LE MONDE | 16.06.07 | 11h49 • Mis à jour le 16.06.07 | 14h43
Un stage rémunéré 300 euros mensuels sous forme de droits d'auteur : c'est le piège dans lequel est tombée une lectrice. Les candidats à l'emploi, auxquels certains employeurs font miroiter une éventuelle embauche, n'osent ni se plaindre ni dénoncer le procédé.
A la recherche d'un premier emploi, une lectrice a trouvé, en surfant sur Internet, une annonce qui lui paraissait intéressante. Il s'agissait de rédiger des informations (notes de lecture, expositions, biographies, critiques de spectacles) sur un grand site culturel. L'idéal pour cette jeune femme qui, après avoir obtenu une licence de philosophie, cherchait à entrer dans la vie active. "Comme je n'étais plus inscrite à l'université, je ne pouvais plus avoir de convention de stage, dit-elle. J'ai pourtant été immédiatement acceptée comme stagiaire, rémunérée 300 euros mensuels... sous forme de droits d'auteurs."
La rémunération, versée tous les trois mois, s'élevait à 875 euros par trimestre, une fois déduites les cotisations à l'Association pour la gestion de la Sécurité sociale des auteurs (Agessa). Cela ne donnait à notre lectrice accès ni à la Sécurité sociale, ni au chômage, ni à l'acquisition de points pour la retraite. En effet, seuls les auteurs justifiant d'un revenu annuel minimum de 7 039 euros bénéficient de ces droits. Les autres cotisent mais n'ont aucun avantage, car ils sont censés être auteurs occasionnels.
"J'étais astreinte comme une véritable salariée à une présence hebdomadaire de trente-cinq heures avec un objectif de cent notules à rédiger par mois, précise notre lectrice. Jamais on ne m'a apporté la moindre formation ou aide. Le chef de service se contentait de gérer la boutique au mieux de ses intérêts."

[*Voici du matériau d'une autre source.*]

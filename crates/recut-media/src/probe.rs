//! FFprobe source inspection.
//!
//! Works on local paths and remote HTTP(S) URLs alike; ffprobe reads only
//! the container headers, never the full asset.

use serde::Deserialize;
use std::process::Stdio;
use tokio::process::Command;

use crate::error::{MediaError, MediaResult};

/// Technical information about a source.
#[derive(Debug, Clone, PartialEq)]
pub struct SourceInfo {
    /// Duration in seconds
    pub duration: f64,
    /// Width in pixels
    pub width: u32,
    /// Height in pixels
    pub height: u32,
    /// Frame rate (fps)
    pub fps: f64,
    /// Video codec
    pub video_codec: String,
    /// Audio codec, if an audio stream exists
    pub audio_codec: Option<String>,
    /// Whether an audio stream exists
    pub has_audio: bool,
    /// Bitrate in bits/second
    pub bitrate: u64,
}

/// FFprobe JSON output format.
#[derive(Debug, Deserialize)]
struct FfprobeOutput {
    format: FfprobeFormat,
    streams: Vec<FfprobeStream>,
}

#[derive(Debug, Deserialize)]
struct FfprobeFormat {
    duration: Option<String>,
    bit_rate: Option<String>,
}

#[derive(Debug, Deserialize)]
struct FfprobeStream {
    codec_type: String,
    codec_name: Option<String>,
    width: Option<u32>,
    height: Option<u32>,
    r_frame_rate: Option<String>,
    avg_frame_rate: Option<String>,
}

/// Probe a source (path or URL) for technical metadata.
pub async fn probe_source(source: &str) -> MediaResult<SourceInfo> {
    which::which("ffprobe").map_err(|_| MediaError::FfprobeNotFound)?;

    let output = Command::new("ffprobe")
        .args([
            "-v",
            "error",
            "-print_format",
            "json",
            "-show_format",
            "-show_streams",
        ])
        .arg(source)
        .stdin(Stdio::null())
        .stdout(Stdio::piped())
        .stderr(Stdio::piped())
        .output()
        .await?;

    if !output.status.success() {
        let stderr = String::from_utf8_lossy(&output.stderr).to_string();
        return Err(classify_probe_failure(source, &stderr));
    }

    let probe: FfprobeOutput = serde_json::from_slice(&output.stdout)?;

    let video_stream = probe
        .streams
        .iter()
        .find(|s| s.codec_type == "video")
        .ok_or_else(|| MediaError::UnrecognisedFormat("no video stream found".to_string()))?;

    let audio_stream = probe.streams.iter().find(|s| s.codec_type == "audio");

    let duration = probe
        .format
        .duration
        .as_ref()
        .and_then(|d| d.parse::<f64>().ok())
        .unwrap_or(0.0);

    let bitrate = probe
        .format
        .bit_rate
        .as_ref()
        .and_then(|b| b.parse::<u64>().ok())
        .unwrap_or(0);

    let fps = video_stream
        .avg_frame_rate
        .as_ref()
        .or(video_stream.r_frame_rate.as_ref())
        .and_then(|r| parse_frame_rate(r))
        .unwrap_or(30.0);

    Ok(SourceInfo {
        duration,
        width: video_stream.width.unwrap_or(0),
        height: video_stream.height.unwrap_or(0),
        fps,
        video_codec: video_stream.codec_name.clone().unwrap_or_default(),
        audio_codec: audio_stream.and_then(|s| s.codec_name.clone()),
        has_audio: audio_stream.is_some(),
        bitrate,
    })
}

/// Map ffprobe stderr to the error taxonomy: connectivity problems are
/// `SourceUnreachable`, everything else is `UnrecognisedFormat`.
fn classify_probe_failure(source: &str, stderr: &str) -> MediaError {
    let lowered = stderr.to_lowercase();
    let unreachable = [
        "no such file",
        "connection refused",
        "connection timed out",
        "could not resolve",
        "failed to resolve",
        "server returned 4",
        "server returned 5",
        "network is unreachable",
        "i/o error",
    ];
    if unreachable.iter().any(|needle| lowered.contains(needle)) {
        MediaError::SourceUnreachable(format!("{}: {}", source, stderr.trim()))
    } else {
        MediaError::UnrecognisedFormat(stderr.trim().to_string())
    }
}

/// Parse a frame-rate string ("30/1", "30000/1001", or "29.97").
fn parse_frame_rate(s: &str) -> Option<f64> {
    if let Some((num, den)) = s.split_once('/') {
        let num: f64 = num.parse().ok()?;
        let den: f64 = den.parse().ok()?;
        if den > 0.0 {
            return Some(num / den);
        }
        return None;
    }
    s.parse().ok()
}

#[cfg(test)]
mod tests {
    use super::*;

    #[test]
    fn test_parse_frame_rate() {
        assert!((parse_frame_rate("30/1").unwrap() - 30.0).abs() < 0.01);
        assert!((parse_frame_rate("30000/1001").unwrap() - 29.97).abs() < 0.01);
        assert!((parse_frame_rate("29.97").unwrap() - 29.97).abs() < 0.01);
        assert!(parse_frame_rate("30/0").is_none());
    }

    #[test]
    fn test_failure_classification() {
        let err = classify_probe_failure("http://x/y.mp4", "Connection refused");
        assert!(matches!(err, MediaError::SourceUnreachable(_)));

        let err = classify_probe_failure("/tmp/a.bin", "Invalid data found when processing input");
        assert!(matches!(err, MediaError::UnrecognisedFormat(_)));

        let err = classify_probe_failure("/tmp/gone.mp4", "No such file or directory");
        assert!(matches!(err, MediaError::SourceUnreachable(_)));
    }
}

Comme beaucoup d'autres, elle s'est vu offrir une prolongation de stage de trois mois. Elle a accepté parce qu'elle espérait être embauchée à terme. "A la rédaction, qui comptait 30 personnes en avril, nous étions 24 stagiaires, dont seulement deux conventionnés, raconte-t-elle. C'est sans doute pourquoi, lorsqu'elle a été prévenue d'un contrôle de l'Urssaf, la directrice nous a demandé de ne pas venir ce jour-là."
A l'issue de cette deuxième période, elle a encore fourni quelques prestations, rémunérées 10 euros l'article. "Je me suis alors aperçue que je gagnais en une semaine les 300 euros que j'avais tant peiné à obtenir en un mois", conclut-elle.

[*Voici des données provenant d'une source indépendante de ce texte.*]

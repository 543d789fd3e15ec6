//! Plan generation handlers (heuristic and story).

use chrono::Utc;
use serde::Deserialize;
use serde_json::json;
use tracing::info;

use recut_models::{Job, Plan, PlanId, PlanMode, PlanStatus, TokenUsage};
use recut_planner::{
    validate_plan, Compressor, CompressorConfig, RawPlan, StoryModel, StoryRequest, ValidatedPlan,
    ValidatorConfig,
};
use recut_registry::Registry;

use crate::context::WorkerContext;
use crate::error::{WorkerError, WorkerResult};
use crate::handlers::require_ready_media;

/// Input for a heuristic plan: either a stored candidate by index or a
/// free-form window.
#[derive(Debug, Deserialize)]
struct HeuristicInput {
    #[serde(default)]
    candidate_index: Option<usize>,
    #[serde(default)]
    start: Option<f64>,
    #[serde(default)]
    end: Option<f64>,
}

pub async fn run_heuristic(ctx: &WorkerContext, job: &Job) -> WorkerResult<serde_json::Value> {
    let media = require_ready_media(ctx, job).await?;
    let duration = media.duration().unwrap_or(0.0);
    if duration <= 0.0 {
        return Err(WorkerError::tagged(
            recut_models::ErrorCode::EmptySource,
            "cannot plan against an empty source",
        ));
    }

    let input: HeuristicInput = serde_json::from_value(job.input.clone())
        .map_err(|e| WorkerError::invalid_input(e.to_string()))?;

    let (start, end) = match input {
        HeuristicInput {
            candidate_index: Some(idx),
            ..
        } => {
            let candidates = ctx
                .registry
                .get_candidates(&job.media_id)
                .await?
                .unwrap_or_default();
            let cand = candidates.get(idx).ok_or_else(|| {
                WorkerError::invalid_input(format!("candidate index {} out of range", idx))
            })?;
            (cand.start, cand.end)
        }
        HeuristicInput {
            start: Some(start),
            end: Some(end),
            ..
        } => (start, end),
        _ => {
            return Err(WorkerError::invalid_input(
                "heuristic plan needs a candidate_index or a start/end window",
            ))
        }
    };

    if !(start < end) {
        return Err(WorkerError::invalid_input("window start must precede end"));
    }

    // The window itself defines the coverage target, so validation is a
    // shape check rather than a coverage judgement.
    let raw = RawPlan {
        story_arc: None,
        key_moments: Vec::new(),
        edl: vec![recut_planner::RawSegment {
            start: json!(start),
            end: json!(end),
            kind: Some("keep".into()),
            transition_kind: None,
            transition_duration: None,
            reason: Some("heuristic clip window".into()),
        }],
        transitions: Vec::new(),
        recommendations: Vec::new(),
    };
    let validated = validate_plan(
        &raw,
        &ValidatorConfig {
            duration,
            desired_length_pct: ((end - start) / duration).clamp(0.0, 1.0),
            tolerance_pct: ctx.config.plan_coverage_tolerance_pct / 100.0,
            strict_coverage: false,
        },
    )?;

    let plan = store_plan(ctx, job, &media.media_id, PlanMode::Heuristic, validated, None, None)
        .await?;

    Ok(json!({"plan_id": plan.plan_id, "total_keep": plan.total_keep()}))
}

pub async fn run_story(ctx: &WorkerContext, job: &Job) -> WorkerResult<serde_json::Value> {
    let media = require_ready_media(ctx, job).await?;
    let duration = media.duration().unwrap_or(0.0);
    if duration <= 0.0 {
        return Err(WorkerError::tagged(
            recut_models::ErrorCode::EmptySource,
            "cannot plan against an empty source",
        ));
    }

    let request: StoryRequest = serde_json::from_value(job.input.clone())
        .map_err(|e| WorkerError::invalid_input(e.to_string()))?;

    let transcript = ctx.registry.get_transcript(&job.media_id).await?;
    let scene_index = ctx.registry.get_scene_index(&job.media_id).await?;
    let frame_index = ctx.registry.get_frame_index(&job.media_id).await?;
    let candidates = ctx
        .registry
        .get_candidates(&job.media_id)
        .await?
        .unwrap_or_default();

    let segments = transcript.map(|t| t.segments).unwrap_or_default();
    let scenes = scene_index.map(|s| s.scenes).unwrap_or_default();
    let frames = frame_index.map(|f| f.frames).unwrap_or_default();

    // A plan needs at least one signal source to ground its timestamps.
    if segments.is_empty() && scenes.is_empty() && frames.is_empty() {
        return Err(WorkerError::Planner(
            recut_planner::PlannerError::InsufficientSignal(
                "no transcript, scenes or frames to plan from".into(),
            ),
        ));
    }

    let key_moment_hints: Vec<f64> = candidates
        .iter()
        .filter_map(|c| c.hook_timestamp)
        .collect();

    let compressor = Compressor::new(CompressorConfig {
        max_frames: ctx.config.compress_frame_cap,
        max_scenes: ctx.config.compress_scene_cap,
        max_segments: ctx.config.compress_segment_cap,
        ..CompressorConfig::default()
    });
    let context = compressor.compress(&frames, &scenes, &segments, duration, &key_moment_hints);
    let envelope = recut_planner::prompt::build_envelope(&context, &request, duration);

    // The external model is shared; bound per-process concurrency to it.
    let response = {
        let _permit = ctx
            .model_semaphore
            .acquire()
            .await
            .map_err(|_| WorkerError::Cancelled)?;
        ctx.story_model.generate_plan(&envelope).await?
    };

    let validated = validate_plan(
        &response.plan,
        &ValidatorConfig {
            duration,
            desired_length_pct: request.desired_length_pct,
            tolerance_pct: request.tolerance_pct,
            strict_coverage: request.strict_coverage,
        },
    )?;

    let plan = store_plan(
        ctx,
        job,
        &media.media_id,
        PlanMode::Story,
        validated,
        Some(response.model.clone()),
        Some(response.token_usage),
    )
    .await?;

    Ok(json!({
        "plan_id": plan.plan_id,
        "total_keep": plan.total_keep(),
        "warnings": plan.warnings.len(),
        "token_usage": {
            "prompt_tokens": response.token_usage.prompt_tokens,
            "completion_tokens": response.token_usage.completion_tokens,
        },
    }))
}

async fn store_plan(
    ctx: &WorkerContext,
    job: &Job,
    media_id: &recut_models::MediaId,
    mode: PlanMode,
    validated: ValidatedPlan,
    model: Option<String>,
    token_usage: Option<TokenUsage>,
) -> WorkerResult<Plan> {
    let desired_length_pct = job
        .input
        .get("desired_length_pct")
        .and_then(|v| v.as_f64());

    let now = Utc::now();
    let plan = Plan {
        plan_id: PlanId::new(),
        media_id: media_id.clone(),
        mode,
        status: PlanStatus::Validated,
        story_arc: validated.story_arc,
        edl: validated.edl,
        key_moments: validated.key_moments,
        transitions: validated.transitions,
        recommendations: validated.recommendations,
        warnings: validated.warnings,
        desired_length_pct,
        model,
        token_usage,
        created_at: now,
        updated_at: now,
    };

    ctx.registry.create_plan(&plan).await?;
    info!(
        plan_id = %plan.plan_id,
        media_id = %media_id,
        keep_s = plan.total_keep(),
        warnings = plan.warnings.len(),
        "Plan stored"
    );
    Ok(plan)
}

/// Sanity: the heuristic path yields a single Keep spanning the window.
#[cfg(test)]
mod tests {
    use super::*;
    use recut_models::{EdlSegment, SegmentKind, StoryArc};

    #[test]
    fn test_heuristic_window_shapes_edl() {
        let raw = RawPlan {
            story_arc: Some(recut_planner::llm::RawStoryArc {
                hook_t: 1.0,
                climax_t: 2.0,
                resolution_t: 3.0,
            }),
            key_moments: Vec::new(),
            edl: vec![recut_planner::RawSegment {
                start: json!(10.0),
                end: json!(40.0),
                kind: Some("keep".into()),
                transition_kind: None,
                transition_duration: None,
                reason: None,
            }],
            transitions: Vec::new(),
            recommendations: Vec::new(),
        };
        let validated = validate_plan(
            &raw,
            &ValidatorConfig {
                duration: 100.0,
                desired_length_pct: 0.3,
                tolerance_pct: 0.1,
                strict_coverage: false,
            },
        )
        .unwrap();
        assert_eq!(validated.edl.len(), 1);
        assert_eq!(validated.edl[0].kind, SegmentKind::Keep);
        assert!((validated.total_keep() - 30.0).abs() < 1e-9);
    }

    #[test]
    fn test_arc_shape() {
        let arc = StoryArc {
            hook_t: 0.5,
            climax_t: 20.0,
            resolution_t: 29.0,
        };
        assert!(arc.is_ordered());
    }

    #[test]
    fn test_edl_segment_helper() {
        let seg = EdlSegment::keep(0.0, 5.0);
        assert_eq!(seg.kind, SegmentKind::Keep);
        assert!((seg.duration() - 5.0).abs() < 1e-9);
    }
}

Selon le directeur de cette entreprise, "les droits d'auteur existent et sont utilisés couramment dans les secteurs des médias et de l'édition". Il a toutefois précisé qu'il n'avait pas le droit de s'exprimer, le site (qui a réalisé en 2006 un chiffre d'affaires de 1,8 million d'euros) venant d'être racheté par un grand groupe de presse, où il intégrera le pôle "nouveaux médias". Interrogé sur ces pratiques, le nouveau propriétaire répond sans plus de précisions : "Nous allons tout faire pour faire passer ce site du stade de start-up talentueuse à celui d'entreprise installée."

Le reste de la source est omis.